The Muchmore film consists of seven sequences: six before the assassination, and one during the shooting. Muchmore began filming the presidential motorcade with her movie camera from her initial location near the northwest corner of Main and Houston Streets as the motorcade turned onto Houston Street into Dealey Plaza. She then turned and walked with Wilma Bond several yards northwestward to again film the President's limousine as it went down Elm Street. Her film then captured the fatal shot to the President's head, seen from about 138 feet (42 m) away. The film ends seconds later as Secret Service agent Clint Hill, attempting to protect President Kennedy, runs to and then quickly climbs on board the accelerating limousine.

Muchmore sold the undeveloped film to the Dallas office of United Press International on November 25, 1963, for $1,000. It was processed by Kodak in Dallas, and flown to New York City.

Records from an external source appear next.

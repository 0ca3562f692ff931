// SPDX-License-Identifier: AGPL-3.0-or-later
//
// Copyright (C) 2026 Relational Network

//! # Runtime Configuration
//!
//! Configuration is loaded from the environment at startup.
//!
//! ## Environment Variables
//!
//! | Variable | Description | Default |
//! |----------|-------------|---------|
//! | `DATA_DIR` | Root directory for the ledger database | `/data` |
//! | `HOST` | Server bind address | `0.0.0.0` |
//! | `PORT` | Server bind port | `8080` |
//! | `PAYSTACK_SECRET_KEY` | Paystack secret API key | Required |
//! | `PAYSTACK_BASE_URL` | Paystack API base URL (override for testing) | `https://api.paystack.co` |
//! | `LOG_FORMAT` | Logging format (`json` or `pretty`) | `pretty` |
//! | `RUST_LOG` | Log level filter | `info,tower_http=debug` |

use std::env;

/// Environment variable name for the ledger data directory path.
///
/// The ledger database file (`ledger.redb`) is created inside this
/// directory on first startup.
pub const DATA_DIR_ENV: &str = "DATA_DIR";

/// Environment variable name for the Paystack secret API key.
pub const PAYSTACK_SECRET_KEY_ENV: &str = "PAYSTACK_SECRET_KEY";

/// Environment variable name for overriding the Paystack API base URL.
pub const PAYSTACK_BASE_URL_ENV: &str = "PAYSTACK_BASE_URL";

/// Resolved server configuration.
#[derive(Debug, Clone)]
pub struct ServerConfig {
    pub host: String,
    pub port: u16,
    pub data_dir: String,
    pub paystack_secret_key: String,
    pub paystack_base_url: Option<String>,
    pub log_format: String,
}

#[derive(Debug, thiserror::Error)]
pub enum ConfigError {
    #[error("required environment variable {0} is not set")]
    MissingVar(&'static str),
    #[error("environment variable {0} has an invalid value: {1}")]
    InvalidVar(&'static str, String),
}

impl ServerConfig {
    /// Load configuration from the environment.
    pub fn from_env() -> Result<Self, ConfigError> {
        let host = env::var("HOST").unwrap_or_else(|_| "0.0.0.0".to_string());
        let port = match env::var("PORT") {
            Ok(raw) => raw
                .parse::<u16>()
                .map_err(|_| ConfigError::InvalidVar("PORT", raw))?,
            Err(_) => 8080,
        };
        let data_dir = env::var(DATA_DIR_ENV).unwrap_or_else(|_| "/data".to_string());
        let paystack_secret_key = env::var(PAYSTACK_SECRET_KEY_ENV)
            .map_err(|_| ConfigError::MissingVar(PAYSTACK_SECRET_KEY_ENV))?;
        let paystack_base_url = env::var(PAYSTACK_BASE_URL_ENV).ok();
        let log_format = env::var("LOG_FORMAT").unwrap_or_else(|_| "pretty".to_string());

        Ok(Self {
            host,
            port,
            data_dir,
            paystack_secret_key,
            paystack_base_url,
            log_format,
        })
    }

    pub fn bind_addr(&self) -> String {
        format!("{}:{}", self.host, self.port)
    }
}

It appeared the following day on local television station WNEW-TV. The film now belongs to the Associated Press Television News, which restored it in 2002.

While visiting her family in Oklahoma for Thanksgiving, Muchmore told them about the film she had taken of the assassination; her family then told the FBI about the film. The FBI initially interviewed Muchmore in December 1963, during which she admitted she had a camera with her but denied that she took any pictures of the assassination scene. The FBI was unaware of the film's existence until a frame enlargement was published in the UPI book Four Days: The Historical Record of the Death of President Kennedy in January 1964. A subsequent FBI interview in February 1964 says:
Mrs. Muchmore stated that after the car turned on Elm Street from Houston Street, she heard a loud noise which at first she thought was a firecracker but then with the crowd of people running in all directions and hearing the two further noises, sounding like gunfire, she advised that she began to run to find a place to hide.